Work instruction: The entries shown below should be output exactly as they appear.

Records for processing:
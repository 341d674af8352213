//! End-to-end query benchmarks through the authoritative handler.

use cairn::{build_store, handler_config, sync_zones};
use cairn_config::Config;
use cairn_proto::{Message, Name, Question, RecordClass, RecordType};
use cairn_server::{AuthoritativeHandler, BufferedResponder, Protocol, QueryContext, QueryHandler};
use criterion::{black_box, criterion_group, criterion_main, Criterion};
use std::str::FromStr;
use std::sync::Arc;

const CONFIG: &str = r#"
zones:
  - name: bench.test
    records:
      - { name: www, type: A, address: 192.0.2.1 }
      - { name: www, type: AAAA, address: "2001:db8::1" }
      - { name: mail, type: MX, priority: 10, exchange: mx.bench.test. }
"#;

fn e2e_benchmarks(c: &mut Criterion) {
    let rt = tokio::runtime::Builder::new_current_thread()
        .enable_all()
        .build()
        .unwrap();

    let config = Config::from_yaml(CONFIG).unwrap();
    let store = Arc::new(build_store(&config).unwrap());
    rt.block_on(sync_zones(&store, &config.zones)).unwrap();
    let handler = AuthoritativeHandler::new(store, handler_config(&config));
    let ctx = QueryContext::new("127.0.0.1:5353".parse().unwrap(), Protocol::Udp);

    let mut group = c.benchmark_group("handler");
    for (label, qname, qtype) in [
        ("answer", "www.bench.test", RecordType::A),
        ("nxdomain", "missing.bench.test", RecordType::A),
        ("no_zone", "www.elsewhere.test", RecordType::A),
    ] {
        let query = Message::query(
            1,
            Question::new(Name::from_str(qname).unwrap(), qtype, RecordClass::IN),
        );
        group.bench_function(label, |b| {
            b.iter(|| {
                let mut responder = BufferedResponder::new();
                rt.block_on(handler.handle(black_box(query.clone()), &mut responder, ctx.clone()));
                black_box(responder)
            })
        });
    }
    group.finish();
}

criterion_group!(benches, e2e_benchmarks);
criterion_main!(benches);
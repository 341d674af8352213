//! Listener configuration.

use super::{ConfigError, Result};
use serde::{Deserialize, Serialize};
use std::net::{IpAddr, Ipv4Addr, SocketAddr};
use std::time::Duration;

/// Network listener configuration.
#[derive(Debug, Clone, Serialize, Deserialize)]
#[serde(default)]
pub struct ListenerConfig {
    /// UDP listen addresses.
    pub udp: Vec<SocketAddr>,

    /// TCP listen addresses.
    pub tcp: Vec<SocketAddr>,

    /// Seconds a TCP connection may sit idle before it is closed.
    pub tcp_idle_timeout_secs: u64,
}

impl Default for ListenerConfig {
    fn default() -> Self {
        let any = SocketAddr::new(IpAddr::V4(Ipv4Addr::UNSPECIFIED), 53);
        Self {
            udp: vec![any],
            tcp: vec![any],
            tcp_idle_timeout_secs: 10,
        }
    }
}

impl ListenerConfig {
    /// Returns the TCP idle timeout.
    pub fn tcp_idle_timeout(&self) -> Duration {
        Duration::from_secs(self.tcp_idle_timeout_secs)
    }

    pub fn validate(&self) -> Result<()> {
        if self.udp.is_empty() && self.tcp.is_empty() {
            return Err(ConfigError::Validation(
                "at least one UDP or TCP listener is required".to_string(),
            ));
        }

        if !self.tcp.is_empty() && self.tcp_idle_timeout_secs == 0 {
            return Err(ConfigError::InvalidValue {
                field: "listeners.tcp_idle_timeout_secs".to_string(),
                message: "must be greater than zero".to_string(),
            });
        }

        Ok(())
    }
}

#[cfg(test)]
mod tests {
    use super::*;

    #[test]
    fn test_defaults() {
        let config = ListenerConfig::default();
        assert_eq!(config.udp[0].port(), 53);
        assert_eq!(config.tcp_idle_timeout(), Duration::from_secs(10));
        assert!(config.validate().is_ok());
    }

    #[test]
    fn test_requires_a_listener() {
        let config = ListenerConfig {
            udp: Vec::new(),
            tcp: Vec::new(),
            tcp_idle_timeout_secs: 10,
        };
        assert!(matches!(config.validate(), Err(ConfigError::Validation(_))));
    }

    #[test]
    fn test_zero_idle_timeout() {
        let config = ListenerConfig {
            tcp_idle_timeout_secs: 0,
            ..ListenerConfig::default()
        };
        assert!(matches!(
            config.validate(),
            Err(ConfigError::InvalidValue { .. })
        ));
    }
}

Task response:
repository 341d674af8352213
//! End-to-end query benchmarks through the authoritative handler.

use cairn::{build_store, handler_config, sync_zones};
use cairn_config::Config;
use cairn_proto::{Message, Name, Question, RecordClass, RecordType};
use cairn_server::{AuthoritativeHandler, BufferedResponder, Protocol, QueryContext, QueryHandler};
use criterion::{black_box, criterion_group, criterion_main, Criterion};
use std::str::FromStr;
use std::sync::Arc;

const CONFIG: &str = r#"
zones:
  - name: bench.test
    records:
      - { name: www, type: A, address: 192.0.2.1 }
      - { name: www, type: AAAA, address: "2001:db8::1" }
      - { name: mail, type: MX, priority: 10, exchange: mx.bench.test. }
"#;

fn e2e_benchmarks(c: &mut Criterion) {
    let rt = tokio::runtime::Builder::new_current_thread()
        .enable_all()
        .build()
        .unwrap();

    let config = Config::from_yaml(CONFIG).unwrap();
    let store = Arc::new(build_store(&config).unwrap());
    rt.block_on(sync_zones(&store, &config.zones)).unwrap();
    let handler = AuthoritativeHandler::new(store, handler_config(&config));
    let ctx = QueryContext::new("127.0.0.1:5353".parse().unwrap(), Protocol::Udp);

    let mut group = c.benchmark_group("handler");
    for (label, qname, qtype) in [
        ("answer", "www.bench.test", RecordType::A),
        ("nxdomain", "missing.bench.test", RecordType::A),
        ("no_zone", "www.elsewhere.test", RecordType::A),
    ] {
        let query = Message::query(
            1,
            Question::new(Name::from_str(qname).unwrap(), qtype, RecordClass::IN),
        );
        group.bench_function(label, |b| {
            b.iter(|| {
                let mut responder = BufferedResponder::new();
                rt.block_on(handler.handle(black_box(query.clone()), &mut responder, ctx.clone()));
                black_box(responder)
            })
        });
    }
    group.finish();
}

criterion_group!(benches, e2e_benchmarks);
criterion_main!(benches);
repository 341d674af8352213
//! Listener configuration.

use super::{ConfigError, Result};
use serde::{Deserialize, Serialize};
use std::net::{IpAddr, Ipv4Addr, SocketAddr};
use std::time::Duration;

/// Network listener configuration.
#[derive(Debug, Clone, Serialize, Deserialize)]
#[serde(default)]
pub struct ListenerConfig {
    /// UDP listen addresses.
    pub udp: Vec<SocketAddr>,

    /// TCP listen addresses.
    pub tcp: Vec<SocketAddr>,

    /// Seconds a TCP connection may sit idle before it is closed.
    pub tcp_idle_timeout_secs: u64,
}

impl Default for ListenerConfig {
    fn default() -> Self {
        let any = SocketAddr::new(IpAddr::V4(Ipv4Addr::UNSPECIFIED), 53);
        Self {
            udp: vec![any],
            tcp: vec![any],
            tcp_idle_timeout_secs: 10,
        }
    }
}

impl ListenerConfig {
    /// Returns the TCP idle timeout.
    pub fn tcp_idle_timeout(&self) -> Duration {
        Duration::from_secs(self.tcp_idle_timeout_secs)
    }

    pub fn validate(&self) -> Result<()> {
        if self.udp.is_empty() && self.tcp.is_empty() {
            return Err(ConfigError::Validation(
                "at least one UDP or TCP listener is required".to_string(),
            ));
        }

        if !self.tcp.is_empty() && self.tcp_idle_timeout_secs == 0 {
            return Err(ConfigError::InvalidValue {
                field: "listeners.tcp_idle_timeout_secs".to_string(),
                message: "must be greater than zero".to_string(),
            });
        }

        Ok(())
    }
}

#[cfg(test)]
mod tests {
    use super::*;

    #[test]
    fn test_defaults() {
        let config = ListenerConfig::default();
        assert_eq!(config.udp[0].port(), 53);
        assert_eq!(config.tcp_idle_timeout(), Duration::from_secs(10));
        assert!(config.validate().is_ok());
    }

    #[test]
    fn test_requires_a_listener() {
        let config = ListenerConfig {
            udp: Vec::new(),
            tcp: Vec::new(),
            tcp_idle_timeout_secs: 10,
        };
        assert!(matches!(config.validate(), Err(ConfigError::Validation(_))));
    }

    #[test]
    fn test_zero_idle_timeout() {
        let config = ListenerConfig {
            tcp_idle_timeout_secs: 0,
            ..ListenerConfig::default()
        };
        assert!(matches!(
            config.validate(),
            Err(ConfigError::InvalidValue { .. })
        ));
    }
}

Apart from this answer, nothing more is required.